◆ **Task**
The answer should be a single number: how many lines in the material contain "path".

_ _ _ _

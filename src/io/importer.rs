// SPDX-License-Identifier: Apache-2.0
// Copyright (c) 2025 Polyframe Inc.

//! Scene file importer

use crate::scene::MemoryScene;
use anyhow::{Context, Result};
use std::fs;
use std::path::Path;

/// Read a JSON scene file and check its links
pub fn load_scene(path: impl AsRef<Path>) -> Result<MemoryScene> {
    let path = path.as_ref();
    let source = fs::read_to_string(path).with_context(|| format!("Failed to read scene file: {}", path.display()))?;

    let scene: MemoryScene =
        serde_json::from_str(&source).with_context(|| format!("Failed to parse scene file: {}", path.display()))?;
    scene
        .validate()
        .with_context(|| format!("Scene file is inconsistent: {}", path.display()))?;
    Ok(scene)
}

#[cfg(test)]
mod tests {
    use super::*;
    use std::io::Write;
    use tempfile::NamedTempFile;

    #[test]
    fn test_rejects_garbage() -> Result<()> {
        let mut file = NamedTempFile::new()?;
        writeln!(file, "cube([10, 10, 10]);")?;

        let err = load_scene(file.path()).unwrap_err();
        assert!(err.to_string().contains("Failed to parse scene file"));
        Ok(())
    }

    #[test]
    fn test_rejects_broken_links() -> Result<()> {
        let mut file = NamedTempFile::new()?;
        let identity = "[1.0,0.0,0.0,0.0,0.0,1.0,0.0,0.0,0.0,0.0,1.0,0.0,0.0,0.0,0.0,1.0]";
        write!(
            file,
            r#"{{"nodes":[{{"name":"orphan","parent":5,"local":{identity}}}],"geometries":[]}}"#
        )?;

        let err = load_scene(file.path()).unwrap_err();
        assert!(err.to_string().contains("inconsistent"));
        Ok(())
    }
}
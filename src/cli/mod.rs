// SPDX-License-Identifier: Apache-2.0
// Copyright (c) 2025 Polyframe Inc.

//! Terminal output for the `autoinstance` binary

pub mod reporter;

pub use reporter::Reporter;
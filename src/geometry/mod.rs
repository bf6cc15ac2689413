// SPDX-License-Identifier: Apache-2.0
// Copyright (c) 2025 Polyframe Inc.

//! Geometry module - mesh representation and point-set math

pub mod analytics;
mod bbox;
mod mesh;
pub mod pca;
mod primitives;
mod spatial;
mod union_find;

pub use analytics::GeometryStats;
pub use bbox::BoundingBox;
pub use mesh::{Face, Mesh, UvSet};
pub use pca::PrincipalAxes;
pub use primitives::Primitive;
pub use spatial::PointTree;
pub use union_find::DisjointSet;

_ _ _ _

◆ **Answer**
8